The good news is that even on this rocky road, Bhansali’s finished product retains enough fresh elements to make this a worthwhile film. The film is based on Fyodor Dostoevsky’s classic short story “White Nights,” and what Bhansali gets 100 percent right is the staging of a gothic, dreamy, snow-clad hamlet that appears chiseled out of a Russian winterscape. The arrival of Raj (R. Kapoor), a dashing stranger, sets tongues wagging. Raj gets acquainted with the village tart, Gulab (Mukherjee), but opts for the shy Sakina (S. Kapoor), who has long been sheltered by an elderly grandmother (Para). Raj’s interest in Sakina is put to task when Iman (Khan), a brawny soldier headed for the front, also expresses interest in Sakina.
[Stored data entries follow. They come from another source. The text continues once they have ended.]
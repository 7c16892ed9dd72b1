//! Database operations for the `discovery_runs` table.
//!
//! Lifecycle: `queued` -> `running` -> `succeeded` | `failed`. Transitions
//! are guarded in SQL so a crashed or raced orchestrator cannot corrupt the
//! state a later pacing decision reads.

use chrono::{DateTime, Utc};
use sqlx::types::Json;
use sqlx::PgPool;
use uuid::Uuid;

use crate::DbError;

/// A row from the `discovery_runs` table.
#[derive(Debug, Clone, sqlx::FromRow)]
pub struct DiscoveryRunRow {
    pub id: i64,
    pub public_id: Uuid,
    pub trigger_source: String,
    pub status: String,
    pub started_at: Option<DateTime<Utc>>,
    pub completed_at: Option<DateTime<Utc>>,
    pub posts_fetched: i32,
    pub new_posts: i32,
    pub trends_created: i32,
    pub error_message: Option<String>,
    /// Per-source fetch reports serialized at completion time.
    pub source_reports: Json<serde_json::Value>,
    pub created_at: DateTime<Utc>,
}

/// Counters recorded when a run completes.
#[derive(Debug, Clone, Copy, Default)]
pub struct RunCounts {
    pub posts_fetched: i32,
    pub new_posts: i32,
    pub trends_created: i32,
}

/// Creates a new discovery run in `queued` status and returns the full row.
///
/// # Errors
///
/// Returns [`DbError::Sqlx`] if the insert fails.
pub async fn create_discovery_run(
    pool: &PgPool,
    trigger_source: &str,
) -> Result<DiscoveryRunRow, DbError> {
    let public_id = Uuid::new_v4();

    let row = sqlx::query_as::<_, DiscoveryRunRow>(
        "INSERT INTO discovery_runs (public_id, trigger_source, status) \
         VALUES ($1, $2, 'queued') \
         RETURNING id, public_id, trigger_source, status, started_at, completed_at, \
                   posts_fetched, new_posts, trends_created, error_message, \
                   source_reports, created_at",
    )
    .bind(public_id)
    .bind(trigger_source)
    .fetch_one(pool)
    .await?;

    Ok(row)
}

/// Marks a run as `running` and stamps `started_at`.
///
/// # Errors
///
/// Returns [`DbError::InvalidRunTransition`] if the run is not `queued`, or
/// [`DbError::Sqlx`] if the update fails.
pub async fn start_discovery_run(pool: &PgPool, id: i64) -> Result<(), DbError> {
    let result = sqlx::query(
        "UPDATE discovery_runs \
         SET status = 'running', started_at = NOW() \
         WHERE id = $1 AND status = 'queued'",
    )
    .bind(id)
    .execute(pool)
    .await?;

    if result.rows_affected() == 0 {
        return Err(DbError::InvalidRunTransition {
            id,
            expected_status: "queued",
        });
    }

    Ok(())
}

/// Marks a run as `succeeded` with its counters and per-source reports.
///
/// # Errors
///
/// Returns [`DbError::InvalidRunTransition`] if the run is not `running`, or
/// [`DbError::Sqlx`] if the update fails.
pub async fn complete_discovery_run(
    pool: &PgPool,
    id: i64,
    counts: RunCounts,
    source_reports: &serde_json::Value,
) -> Result<(), DbError> {
    let result = sqlx::query(
        "UPDATE discovery_runs \
         SET status = 'succeeded', completed_at = NOW(), posts_fetched = $1, \
             new_posts = $2, trends_created = $3, source_reports = $4 \
         WHERE id = $5 AND status = 'running'",
    )
    .bind(counts.posts_fetched)
    .bind(counts.new_posts)
    .bind(counts.trends_created)
    .bind(Json(source_reports))
    .bind(id)
    .execute(pool)
    .await?;

    if result.rows_affected() == 0 {
        return Err(DbError::InvalidRunTransition {
            id,
            expected_status: "running",
        });
    }

    Ok(())
}

/// Marks a run as `failed` with an error message.
///
/// # Errors
///
/// Returns [`DbError::InvalidRunTransition`] if the run is not `running`, or
/// [`DbError::Sqlx`] if the update fails.
pub async fn fail_discovery_run(
    pool: &PgPool,
    id: i64,
    error_message: &str,
) -> Result<(), DbError> {
    let result = sqlx::query(
        "UPDATE discovery_runs \
         SET status = 'failed', completed_at = NOW(), error_message = $1 \
         WHERE id = $2 AND status = 'running'",
    )
    .bind(error_message)
    .bind(id)
    .execute(pool)
    .await?;

    if result.rows_affected() == 0 {
        return Err(DbError::InvalidRunTransition {
            id,
            expected_status: "running",
        });
    }

    Ok(())
}

/// Completion time of the most recent succeeded run, if any.
///
/// This is the durable input to the discovery pacing gate.
///
/// # Errors
///
/// Returns [`DbError::Sqlx`] if the query fails.
pub async fn latest_successful_run(pool: &PgPool) -> Result<Option<DateTime<Utc>>, DbError> {
    let completed_at = sqlx::query_scalar::<_, Option<DateTime<Utc>>>(
        "SELECT completed_at FROM discovery_runs \
         WHERE status = 'succeeded' AND completed_at IS NOT NULL \
         ORDER BY completed_at DESC \
         LIMIT 1",
    )
    .fetch_optional(pool)
    .await?;

    Ok(completed_at.flatten())
}
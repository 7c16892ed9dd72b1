//! Read-only trend query handler.

pub(crate) async fn run_trends(pool: &sqlx::PgPool, limit: i64) -> anyhow::Result<()> {
    let limit = limit.clamp(1, 100);
    let rows = trendscout_db::top_trends(pool, limit).await?;

    if rows.is_empty() {
        println!("no trend analyses found; run `discover` first");
        return Ok(());
    }

    println!(
        "{:<32}{:<16}{:<8}{:<7}TITLE",
        "GROUP", "CATEGORY", "SCORE", "POSTS"
    );
    for row in &rows {
        println!(
            "{:<32}{:<16}{:<8.1}{:<7}{}",
            row.group_key, row.category, row.viral_score, row.post_count, row.title
        );
    }

    Ok(())
}
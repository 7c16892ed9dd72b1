//! Pure engagement scoring.
//!
//! The score rewards active engagement (shares, comments, quotes) over
//! passive volume (views), then adds a step-function recency bonus so a post
//! spiking *right now* outranks an older post with larger absolute counts.
//! No I/O and no hidden state: callers pass `now` explicitly, which keeps the
//! function deterministic under test.

use chrono::{DateTime, Utc};

use crate::policy::{
    COMMENT_WEIGHT, LIKE_WEIGHT, QUOTE_WEIGHT, RECENCY_FRESH_BONUS, RECENCY_FRESH_HOURS,
    RECENCY_SPIKE_BONUS, RECENCY_SPIKE_HOURS, SHARE_WEIGHT, VIEW_WEIGHT,
};
use crate::Engagement;

/// Computes the virality score for one post's engagement counters.
///
/// `score = round(w·counters) + recency_bonus(published_at, now)`, always a
/// non-negative integer. Weights live in [`crate::policy`].
#[must_use]
#[allow(clippy::cast_precision_loss, clippy::cast_possible_truncation, clippy::cast_sign_loss)]
pub fn engagement_score(
    engagement: &Engagement,
    published_at: DateTime<Utc>,
    now: DateTime<Utc>,
) -> u64 {
    let weighted = LIKE_WEIGHT * engagement.likes as f64
        + SHARE_WEIGHT * engagement.shares as f64
        + COMMENT_WEIGHT * engagement.comments as f64
        + QUOTE_WEIGHT * engagement.quotes as f64
        + VIEW_WEIGHT * engagement.views as f64;

    (weighted.round().max(0.0) as u64).saturating_add(recency_bonus(published_at, now))
}

/// Step-function bonus for recent publication.
///
/// Large within the first [`RECENCY_SPIKE_HOURS`], smaller through
/// [`RECENCY_FRESH_HOURS`], zero beyond. A `published_at` in the future
/// (clock skew between provider and ingester) counts as "just published".
#[must_use]
pub fn recency_bonus(published_at: DateTime<Utc>, now: DateTime<Utc>) -> u64 {
    let elapsed_hours = (now - published_at).num_hours().max(0);
    if elapsed_hours < RECENCY_SPIKE_HOURS {
        RECENCY_SPIKE_BONUS
    } else if elapsed_hours < RECENCY_FRESH_HOURS {
        RECENCY_FRESH_BONUS
    } else {
        0
    }
}
//! Postgres persistence for TrendScout.
//!
//! Pool construction, migrations, and the query modules for posts, trend
//! analyses, and discovery runs. All queries are runtime-checked
//! (`sqlx::query_as`) so the crate builds without a live database.

use std::time::Duration;

use sqlx::{postgres::PgPoolOptions, PgPool};
use thiserror::Error;

use trendscout_core::AppConfig;

// Path relative to crates/trendscout-db/Cargo.toml; resolves to
// <workspace-root>/migrations/
static MIGRATOR: sqlx::migrate::Migrator = sqlx::migrate!("../../migrations");

const DEFAULT_MAX_CONNECTIONS: u32 = 10;
const DEFAULT_MIN_CONNECTIONS: u32 = 1;
const DEFAULT_ACQUIRE_TIMEOUT_SECS: u64 = 10;

#[derive(Debug, Clone, Copy)]
pub struct PoolConfig {
    pub max_connections: u32,
    pub min_connections: u32,
    pub acquire_timeout_secs: u64,
}

impl Default for PoolConfig {
    fn default() -> Self {
        Self {
            max_connections: DEFAULT_MAX_CONNECTIONS,
            min_connections: DEFAULT_MIN_CONNECTIONS,
            acquire_timeout_secs: DEFAULT_ACQUIRE_TIMEOUT_SECS,
        }
    }
}

impl PoolConfig {
    #[must_use]
    pub fn from_app_config(config: &AppConfig) -> Self {
        Self {
            max_connections: config.db_max_connections,
            min_connections: config.db_min_connections,
            acquire_timeout_secs: config.db_acquire_timeout_secs,
        }
    }
}

#[derive(Debug, Error)]
pub enum DbError {
    #[error("record not found")]
    NotFound,
    #[error("discovery run {id} is not in the expected '{expected_status}' state")]
    InvalidRunTransition {
        id: i64,
        expected_status: &'static str,
    },
    #[error(transparent)]
    Sqlx(#[from] sqlx::Error),
    #[error(transparent)]
    Migration(#[from] sqlx::migrate::MigrateError),
}

/// Connect to a Postgres pool using explicit URL and config.
///
/// # Errors
///
/// Returns [`sqlx::Error`] if the connection cannot be established.
pub async fn connect_pool(database_url: &str, config: PoolConfig) -> Result<PgPool, sqlx::Error> {
    PgPoolOptions::new()
        .max_connections(config.max_connections)
        .min_connections(config.min_connections)
        .acquire_timeout(Duration::from_secs(config.acquire_timeout_secs))
        .connect(database_url)
        .await
}

/// Run all pending migrations against the pool.
///
/// Returns the number of migrations that were applied.
///
/// # Errors
///
/// Returns [`sqlx::migrate::MigrateError`] if any migration fails.
pub async fn run_migrations(pool: &PgPool) -> Result<usize, sqlx::migrate::MigrateError> {
    // The _sqlx_migrations table may not exist yet on a fresh database;
    // treat absence as zero applied.
    let applied_before: i64 =
        sqlx::query_scalar::<_, i64>("SELECT COUNT(*) FROM _sqlx_migrations WHERE success = true")
            .fetch_one(pool)
            .await
            .unwrap_or(0);

    MIGRATOR.run(pool).await?;

    let applied_after: i64 =
        sqlx::query_scalar::<_, i64>("SELECT COUNT(*) FROM _sqlx_migrations WHERE success = true")
            .fetch_one(pool)
            .await
            .unwrap_or(0);

    let delta = (applied_after - applied_before).max(0);
    Ok(usize::try_from(delta).unwrap_or(0))
}

/// Send a `SELECT 1` to verify the pool has a live connection.
///
/// # Errors
///
/// Returns [`sqlx::Error`] if the query fails.
pub async fn ping(pool: &PgPool) -> Result<(), sqlx::Error> {
    sqlx::query_scalar::<_, i64>("SELECT 1")
        .fetch_one(pool)
        .await?;
    Ok(())
}

pub mod discovery_runs;
pub mod posts;
pub mod trend_analyses;

pub use discovery_runs::{
    complete_discovery_run, create_discovery_run, fail_discovery_run, latest_successful_run,
    start_discovery_run, DiscoveryRunRow, RunCounts,
};
pub use posts::{known_post_ids, recent_posts, upsert_posts};
pub use trend_analyses::{insert_trend_analyses, recent_trend_count, top_trends, TrendAnalysisRow};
Bhansali’s recent films frequently toss in references to classic Hindi films. The ethos the director appears most eager to emulate here is that of Hindi cinema’s preeminent showman—and Ranbir Kapoor’s grandfather—Raj Kapoor. Raj lands a singing gig at a pub called RK Club—after Raj Kapoor’s famed moniker and studio name. Raj and Sakina share an umbrella that provides enough shelter and more than a passing resemblance to Raj Kapoor romancing Nargis under an umbrella in Shree 420 (1955). Finally, the cranky landlady (Sehgal) who puts up the vagabond lodger, Raj, borrows from Raj Kapoor’s trampy character renting a room from loud-mouthed Lalita Pawar in Anari (1959).
A pleasant surprise is Sharma’s gorgeous musical score. Sharma—nephew of Pyarelal Sharma of Laxmikant-Pyarelal fame—comes up with some of the best songs of the year. Ranbir Kapoor and Sonam Kapoor both look handsome and carefree. The most eye-catching scene may be Ranbir Kapoor’s brief rear and thinly veiled frontal nude scene. That, certainly, is from no Raj Kapoor movie.
Many international (read Western) film promoters have historically shied away from the lucrative Hindi film market due to the alleged gray market financing links between some Hindi films and the underworld. That may be changing as India’s booming economy places an increasing premium on transparency from all sectors, including the film industry. Major Hindi film studios that would never dream of disclosing their budgets and box office tickers now routinely aim for full disclosure. For having broken that barrier, Sony’s Saawariya is indeed a milestone.
Globe trekker, aesthete, photographer, ski bum, film buff, and commentator Aniruddh Chawda writes from Milwaukee.